*WHAT TO PRODUCE*
Your task is to reproduce exactly the lines that run from the beginning of the data through the line where "only a *descendant*" appears.

RECORDS SHOWN section start

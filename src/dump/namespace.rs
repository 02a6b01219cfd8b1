//! Namespace resolution for the dump walk
//!
//! Per-node scoped namespace tables, the synthesized default alias, and the
//! default-namespace look-ahead fallback.
//!
//! The fallback replicates a quirk of the source ecosystem: when a subtree
//! scan fills in a URI for the default alias that only a *descendant*
//! actually declares, filtering this node's own attributes and children by
//! that URI finds nothing. Both fetches coming back empty for the default
//! alias is the signal to re-fetch with the no-namespace sentinel instead.
//! The check runs independently at every node of the walk.

use log::trace;

use crate::dom::{AttrId, DocumentHandle, NamespaceTable, NodeId, NodeRef};

/// Attributes and children resolved for one (node, alias) pair
#[derive(Debug, Default)]
pub struct NamespaceContent {
    pub attributes: Vec<AttrId>,
    pub children: Vec<NodeId>,
}

/// All namespace aliases in scope at `node`: those used by the node itself
/// or any descendant. The empty (default) alias is always present, mapped
/// to the absent-URI sentinel when it was never filled in.
pub fn scoped_namespaces<D: DocumentHandle>(doc: &D, node: NodeId) -> NamespaceTable {
    let mut table = doc.namespaces(node, true);
    if !table.contains_key("") {
        table.insert(String::new(), None);
    }
    table
}

/// Resolve the attributes and children of `node` for one alias of its
/// scoped table, applying the default-alias look-ahead fallback.
pub fn resolve_namespace_content<D: DocumentHandle>(
    doc: &D,
    node: NodeId,
    alias: &str,
    uri: Option<&str>,
) -> NamespaceContent {
    let mut attributes = doc.attributes_in_namespace(node, uri);
    let mut children = doc.children_in_namespace(node, uri);

    if alias.is_empty() && uri.is_some() && attributes.is_empty() && children.is_empty() {
        trace!(
            "default-namespace look-ahead fallback at node {} (uri {:?})",
            node,
            uri
        );
        attributes = doc.attributes_in_namespace(node, None);
        children = doc.children_in_namespace(node, None);
    }

    NamespaceContent { attributes, children }
}

/// Namespace-qualified display name: `alias:local` when a non-empty alias
/// owns the node, plain `local` otherwise.
pub fn qualified_name(alias: &str, local: &str) -> String {
    if alias.is_empty() {
        local.to_string()
    } else {
        format!("{}:{}", alias, local)
    }
}

/// Resolve the display alias for a root item: reverse-lookup of its URI in
/// the document-level table, falling back to the item's own prefix when the
/// URI is not declared at the root.
pub fn item_alias<'a, D: DocumentHandle>(
    doc: &'a D,
    doc_ns: &'a NamespaceTable,
    item: NodeRef,
) -> &'a str {
    let Some(uri) = doc.namespace_uri(item) else {
        return "";
    };
    doc_ns
        .iter()
        .find(|(_, table_uri)| table_uri.as_deref() == Some(uri))
        .map(|(alias, _)| alias.as_str())
        .unwrap_or_else(|| doc.prefix(item).unwrap_or(""))
}
//! Image loading and the pixel layouts the reader accepts

pub mod convert;
pub mod decode;

use std::borrow::Cow;
use std::fmt;

use imageproc::image::{ColorType, DynamicImage, GenericImageView, GrayImage};

use crate::error::{Error, Result};

/// Packed pixel layout of an [`ImageView`].
#[derive(Debug, Clone, Copy, PartialEq, Eq, serde::Serialize, serde::Deserialize)]
pub enum ImageFormat {
    Lum,
    Rgb,
    Rgbx,
    Bgr,
    Bgrx,
}

impl ImageFormat {
    pub fn pixel_size(&self) -> usize {
        match self {
            ImageFormat::Lum => 1,
            ImageFormat::Rgb | ImageFormat::Bgr => 3,
            ImageFormat::Rgbx | ImageFormat::Bgrx => 4,
        }
    }
}

/// Borrowed, tightly packed pixels with their geometry.
#[derive(Debug, Clone, Copy)]
pub struct ImageView<'a> {
    bytes: &'a [u8],
    width: u32,
    height: u32,
    format: ImageFormat,
}

impl<'a> ImageView<'a> {
    pub fn new(bytes: &'a [u8], width: u32, height: u32, format: ImageFormat) -> Result<Self> {
        if width == 0 || height == 0 {
            return Err(Error::config(format!(
                "image view must not be empty ({width}x{height})"
            )));
        }

        let expected = width as usize * height as usize * format.pixel_size();
        if bytes.len() != expected {
            return Err(Error::config(format!(
                "image view of {width}x{height} {format:?} needs {expected} bytes, got {}",
                bytes.len()
            )));
        }

        Ok(Self {
            bytes,
            width,
            height,
            format,
        })
    }

    pub fn from_gray(img: &'a GrayImage) -> Result<Self> {
        Self::new(img.as_raw(), img.width(), img.height(), ImageFormat::Lum)
    }

    pub fn width(&self) -> u32 {
        self.width
    }

    pub fn height(&self) -> u32 {
        self.height
    }

    pub fn format(&self) -> ImageFormat {
        self.format
    }

    pub fn bytes(&self) -> &'a [u8] {
        self.bytes
    }

    /// Luminance bytes, `width * height` long.
    pub fn luma(&self) -> Cow<'a, [u8]> {
        convert::pack_luma(self.bytes, self.format)
    }
}

/// What gets printed about an image before its barcodes.
#[derive(Debug, Clone, Copy, PartialEq, Eq)]
pub struct ImageInfo {
    pub width: u32,
    pub height: u32,
    pub color: ColorType,
}

impl ImageInfo {
    pub fn of(img: &DynamicImage) -> Self {
        let (width, height) = img.dimensions();
        Self {
            width,
            height,
            color: img.color(),
        }
    }
}

impl fmt::Display for ImageInfo {
    fn fmt(&self, f: &mut fmt::Formatter<'_>) -> fmt::Result {
        write!(f, "{}x{} {:?}", self.width, self.height, self.color)
    }
}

RECORDS SHOWN section end

*RESULT FOR THIS EXERCISE*
filename src/dump/namespace.rs
repository 02a6b01219cfd8b1
//! Namespace resolution for the dump walk
//!
//! Per-node scoped namespace tables, the synthesized default alias, and the
//! default-namespace look-ahead fallback.
//!
//! The fallback replicates a quirk of the source ecosystem: when a subtree
//! scan fills in a URI for the default alias that only a *descendant*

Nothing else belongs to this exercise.